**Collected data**
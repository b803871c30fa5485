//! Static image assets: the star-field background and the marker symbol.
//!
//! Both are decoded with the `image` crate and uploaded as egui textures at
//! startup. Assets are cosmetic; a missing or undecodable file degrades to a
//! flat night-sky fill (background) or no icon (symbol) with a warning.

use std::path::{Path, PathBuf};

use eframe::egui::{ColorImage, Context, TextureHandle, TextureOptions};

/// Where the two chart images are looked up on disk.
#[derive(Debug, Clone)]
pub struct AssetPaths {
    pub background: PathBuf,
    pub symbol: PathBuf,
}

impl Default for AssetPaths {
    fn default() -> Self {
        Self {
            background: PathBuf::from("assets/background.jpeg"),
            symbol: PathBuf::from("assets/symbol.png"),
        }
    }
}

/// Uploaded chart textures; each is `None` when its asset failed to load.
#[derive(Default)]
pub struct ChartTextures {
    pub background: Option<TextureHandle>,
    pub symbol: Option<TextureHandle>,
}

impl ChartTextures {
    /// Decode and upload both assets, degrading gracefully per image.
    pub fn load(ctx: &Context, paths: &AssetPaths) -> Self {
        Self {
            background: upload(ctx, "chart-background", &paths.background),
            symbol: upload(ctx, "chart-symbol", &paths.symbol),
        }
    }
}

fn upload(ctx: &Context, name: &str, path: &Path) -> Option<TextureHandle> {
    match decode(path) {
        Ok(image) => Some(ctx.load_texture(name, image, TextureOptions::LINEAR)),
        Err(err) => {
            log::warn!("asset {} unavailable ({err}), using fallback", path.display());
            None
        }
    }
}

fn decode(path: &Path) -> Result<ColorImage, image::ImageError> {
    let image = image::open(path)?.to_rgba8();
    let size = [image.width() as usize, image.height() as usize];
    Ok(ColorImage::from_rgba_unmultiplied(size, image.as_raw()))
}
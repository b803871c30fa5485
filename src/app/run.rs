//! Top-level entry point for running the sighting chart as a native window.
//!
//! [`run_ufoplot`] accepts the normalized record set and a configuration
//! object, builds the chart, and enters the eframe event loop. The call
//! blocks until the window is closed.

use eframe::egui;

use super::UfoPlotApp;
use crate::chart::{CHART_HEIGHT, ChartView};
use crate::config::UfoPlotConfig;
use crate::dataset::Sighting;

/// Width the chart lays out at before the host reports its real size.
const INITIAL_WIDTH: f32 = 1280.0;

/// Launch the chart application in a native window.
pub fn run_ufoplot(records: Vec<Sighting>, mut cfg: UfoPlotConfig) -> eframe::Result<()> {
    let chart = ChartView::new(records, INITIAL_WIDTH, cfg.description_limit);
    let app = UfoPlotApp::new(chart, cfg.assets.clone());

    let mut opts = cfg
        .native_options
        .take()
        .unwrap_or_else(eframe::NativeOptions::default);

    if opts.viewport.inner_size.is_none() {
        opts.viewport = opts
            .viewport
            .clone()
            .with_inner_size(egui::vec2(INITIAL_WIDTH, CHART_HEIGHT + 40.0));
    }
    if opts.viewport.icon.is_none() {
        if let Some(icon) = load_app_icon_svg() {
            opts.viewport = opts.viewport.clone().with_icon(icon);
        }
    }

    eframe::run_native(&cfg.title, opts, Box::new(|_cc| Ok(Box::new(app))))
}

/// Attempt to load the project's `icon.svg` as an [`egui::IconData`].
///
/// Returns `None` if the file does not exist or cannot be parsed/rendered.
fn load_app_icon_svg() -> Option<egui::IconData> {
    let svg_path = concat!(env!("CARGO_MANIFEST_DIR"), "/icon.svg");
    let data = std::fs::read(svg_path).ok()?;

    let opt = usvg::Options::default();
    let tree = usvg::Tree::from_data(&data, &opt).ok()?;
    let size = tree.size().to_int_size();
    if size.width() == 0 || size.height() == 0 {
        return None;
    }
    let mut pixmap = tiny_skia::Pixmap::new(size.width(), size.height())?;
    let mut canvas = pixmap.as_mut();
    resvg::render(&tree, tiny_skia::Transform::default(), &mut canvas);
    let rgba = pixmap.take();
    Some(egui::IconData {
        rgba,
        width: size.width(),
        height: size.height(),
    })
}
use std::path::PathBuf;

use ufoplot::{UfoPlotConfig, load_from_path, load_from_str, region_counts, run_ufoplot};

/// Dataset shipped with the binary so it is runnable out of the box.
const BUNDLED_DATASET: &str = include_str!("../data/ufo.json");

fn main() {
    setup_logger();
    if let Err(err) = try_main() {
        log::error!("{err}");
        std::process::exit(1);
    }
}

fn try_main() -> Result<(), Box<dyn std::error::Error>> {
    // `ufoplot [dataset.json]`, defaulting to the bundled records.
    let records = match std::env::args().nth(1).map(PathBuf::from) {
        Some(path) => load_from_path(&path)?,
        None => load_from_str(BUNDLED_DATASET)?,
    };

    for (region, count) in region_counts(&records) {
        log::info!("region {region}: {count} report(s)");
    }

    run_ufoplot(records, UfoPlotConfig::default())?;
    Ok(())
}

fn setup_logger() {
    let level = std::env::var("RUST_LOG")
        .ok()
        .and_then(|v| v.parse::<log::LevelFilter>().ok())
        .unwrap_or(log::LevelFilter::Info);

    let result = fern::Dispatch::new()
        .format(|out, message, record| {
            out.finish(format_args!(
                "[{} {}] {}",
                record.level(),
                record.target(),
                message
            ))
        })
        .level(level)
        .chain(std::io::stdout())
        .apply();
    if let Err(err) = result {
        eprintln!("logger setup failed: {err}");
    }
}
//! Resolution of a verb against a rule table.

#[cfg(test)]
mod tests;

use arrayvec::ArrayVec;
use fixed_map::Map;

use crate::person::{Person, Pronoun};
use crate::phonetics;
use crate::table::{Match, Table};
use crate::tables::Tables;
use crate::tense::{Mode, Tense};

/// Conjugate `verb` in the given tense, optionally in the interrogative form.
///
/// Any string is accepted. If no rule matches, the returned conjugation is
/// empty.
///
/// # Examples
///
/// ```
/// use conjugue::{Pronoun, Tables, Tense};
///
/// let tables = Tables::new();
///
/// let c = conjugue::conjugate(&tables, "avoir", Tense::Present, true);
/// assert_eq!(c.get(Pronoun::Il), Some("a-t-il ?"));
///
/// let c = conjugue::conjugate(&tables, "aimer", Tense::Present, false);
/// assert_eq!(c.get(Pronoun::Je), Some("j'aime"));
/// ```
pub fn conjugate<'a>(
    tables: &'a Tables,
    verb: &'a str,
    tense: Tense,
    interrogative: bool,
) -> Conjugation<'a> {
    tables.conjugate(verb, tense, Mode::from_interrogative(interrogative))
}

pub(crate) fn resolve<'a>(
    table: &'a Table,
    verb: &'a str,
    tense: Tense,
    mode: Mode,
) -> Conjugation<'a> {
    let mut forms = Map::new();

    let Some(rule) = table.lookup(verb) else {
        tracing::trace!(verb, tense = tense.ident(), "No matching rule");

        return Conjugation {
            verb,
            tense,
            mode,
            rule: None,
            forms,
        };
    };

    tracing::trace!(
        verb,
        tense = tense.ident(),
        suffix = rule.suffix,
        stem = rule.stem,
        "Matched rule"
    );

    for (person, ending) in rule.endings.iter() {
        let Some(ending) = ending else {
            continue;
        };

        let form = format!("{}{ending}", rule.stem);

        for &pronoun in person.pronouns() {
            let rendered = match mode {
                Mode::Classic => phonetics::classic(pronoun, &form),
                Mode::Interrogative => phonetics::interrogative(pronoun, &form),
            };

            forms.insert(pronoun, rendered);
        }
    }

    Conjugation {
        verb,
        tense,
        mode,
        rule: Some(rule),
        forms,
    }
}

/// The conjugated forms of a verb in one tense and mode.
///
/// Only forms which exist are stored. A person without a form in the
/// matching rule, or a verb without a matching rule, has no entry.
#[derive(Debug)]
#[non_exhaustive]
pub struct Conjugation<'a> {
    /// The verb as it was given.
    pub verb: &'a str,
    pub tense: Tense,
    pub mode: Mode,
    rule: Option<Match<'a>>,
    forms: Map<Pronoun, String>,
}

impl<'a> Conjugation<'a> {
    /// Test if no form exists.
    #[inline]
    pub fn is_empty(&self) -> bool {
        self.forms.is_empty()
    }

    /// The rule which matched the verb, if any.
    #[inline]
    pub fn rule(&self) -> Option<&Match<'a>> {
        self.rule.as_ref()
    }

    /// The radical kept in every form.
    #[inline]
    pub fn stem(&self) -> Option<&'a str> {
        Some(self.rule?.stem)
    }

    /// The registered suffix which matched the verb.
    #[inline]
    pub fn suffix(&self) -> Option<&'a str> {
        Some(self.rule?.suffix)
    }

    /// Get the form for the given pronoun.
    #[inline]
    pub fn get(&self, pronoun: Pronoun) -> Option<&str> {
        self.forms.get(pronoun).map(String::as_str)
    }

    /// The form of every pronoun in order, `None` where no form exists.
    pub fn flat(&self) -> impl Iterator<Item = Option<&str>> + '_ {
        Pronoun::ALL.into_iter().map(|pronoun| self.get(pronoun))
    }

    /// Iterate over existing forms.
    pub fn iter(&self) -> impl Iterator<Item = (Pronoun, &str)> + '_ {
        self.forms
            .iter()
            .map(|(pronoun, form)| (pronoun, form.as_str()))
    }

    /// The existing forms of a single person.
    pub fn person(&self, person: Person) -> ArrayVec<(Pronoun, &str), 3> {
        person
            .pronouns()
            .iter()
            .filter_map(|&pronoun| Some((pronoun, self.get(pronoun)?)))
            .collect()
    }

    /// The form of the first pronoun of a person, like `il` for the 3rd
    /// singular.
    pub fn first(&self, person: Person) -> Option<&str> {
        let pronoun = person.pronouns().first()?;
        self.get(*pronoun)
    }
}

**Task details**
The reply should be nothing but the number of lines in the entries that include "tracing".

**Task response**
2